Thursday 8 July 2010

Concealed Farts


Our word partridge comes from the Old French pertis which comes from the Latin perdicem which comes from the Greek perdix which comes from the Greek verb perdesthai which means fart, because that's what a partridge sounds like when it flies. The low, loud beating of the wings sounds like the clapping of the buttocks when the inner gale is liberated.

Petard, which is a kind of explosive, comes from the French péter meaning fart, for reasons much too obvious to state. Incidentally, it was Hamlet who originally said:

Tis the sport to have the engineer hoist with his own petard.

Hoist here simply means raised or blown sky high. Hamlet is talking about how he plans to kill Rosencrantz and Guildenstern (who then become dead).

Pumpernickel (bread) was (for some reason unrelated to good marketing) originally just a German insult. Nickel meant devil and pumpern meant... I assume, dear and flatulent reader, that you get the picture. So it's devilfart bread.

All of which carminative fun leaves you with what Milton called "a singèd bottom all involved with stench and smoke."

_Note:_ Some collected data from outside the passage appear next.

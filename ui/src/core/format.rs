//! Formatting helpers for presenting portfolio values.

use time::{macros::format_description, Date};

/// Two decimals with thousands separators, e.g. `182,345.12`.
pub fn format_number(value: f64) -> String {
    if !value.is_finite() {
        return "—".to_string();
    }
    let fixed = format!("{:.2}", value.abs());
    let (whole, fraction) = fixed.split_once('.').unwrap_or((fixed.as_str(), "00"));

    let mut grouped = String::with_capacity(whole.len() + whole.len() / 3);
    for (i, digit) in whole.chars().enumerate() {
        if i > 0 && (whole.len() - i) % 3 == 0 {
            grouped.push(',');
        }
        grouped.push(digit);
    }

    let sign = if value < 0.0 && fixed != "0.00" { "-" } else { "" };
    format!("{sign}{grouped}.{fraction}")
}

/// Signed change, compacted to thousands from 1k up: `+1.2k`, `-3.4k`, `+12.5`.
pub fn format_change(value: f64) -> String {
    let abs = value.abs();
    if abs >= 1000.0 {
        let sign = if value > 0.0 { '+' } else { '-' };
        format!("{sign}{:.1}k", abs / 1000.0)
    } else if value > 0.0 {
        format!("+{value:.1}")
    } else {
        format!("{value:.1}")
    }
}

/// Axis label in thousands, e.g. `182.35K`.
pub fn format_axis_value(value: f64) -> String {
    format!("{:.2}K", value / 1000.0)
}

pub fn format_percent(value: f64) -> String {
    format!("{value:.2}%")
}

pub fn format_score(score: u8) -> String {
    format!("{score}%")
}

/// Tooltip date, e.g. `Oct 19, 2026`.
pub fn format_date(date: Date) -> String {
    date.format(&format_description!(
        "[month repr:short] [day padding:none], [year]"
    ))
    .unwrap_or_else(|_| "—".to_string())
}

#[cfg(test)]
mod tests {
    use super::*;
    use time::macros::date;

    #[test]
    fn numbers_are_grouped() {
        assert_eq!(format_number(182345.123), "182,345.12");
        assert_eq!(format_number(999.5), "999.50");
        assert_eq!(format_number(1_000_000.0), "1,000,000.00");
        assert_eq!(format_number(-1234.5), "-1,234.50");
        assert_eq!(format_number(0.0), "0.00");
    }

    #[test]
    fn changes_are_compacted() {
        assert_eq!(format_change(1234.0), "+1.2k");
        assert_eq!(format_change(-3456.0), "-3.5k");
        assert_eq!(format_change(12.46), "+12.5");
        assert_eq!(format_change(-8.0), "-8.0");
    }

    #[test]
    fn axis_values_in_thousands() {
        assert_eq!(format_axis_value(182_346.0), "182.35K");
    }

    #[test]
    fn dates_are_short() {
        assert_eq!(format_date(date!(2026 - 10 - 19)), "Oct 19, 2026");
        assert_eq!(format_date(date!(2026 - 03 - 05)), "Mar 5, 2026");
    }
}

The Inky Fool in his Sunday Best

3 comments:

  1. The word "pump" means "fart" in English too, or at least some varieties of colloquial English...I dimly remember my cousins making noisy jokes about pumpernickel when we were children. Carminative is such a pretty word, though; it's a shame it means something so un-pretty.

    ReplyDelete
  2. Finally, the true meaning of Hamlet's phrase. I am grateful to you, Dogberry.

    ReplyDelete
  3. The Antipodean, who has just realised that she's probably been conflating 'petard' and 'pennant' all these years because she misunderstood the use of hoist in this phrase,9 July 2010 at 11:57

    One of my favourite things is explaining to people how often Shakespeare is being funny and/or crude (There's a double meaning in that!), but I didn't know that one!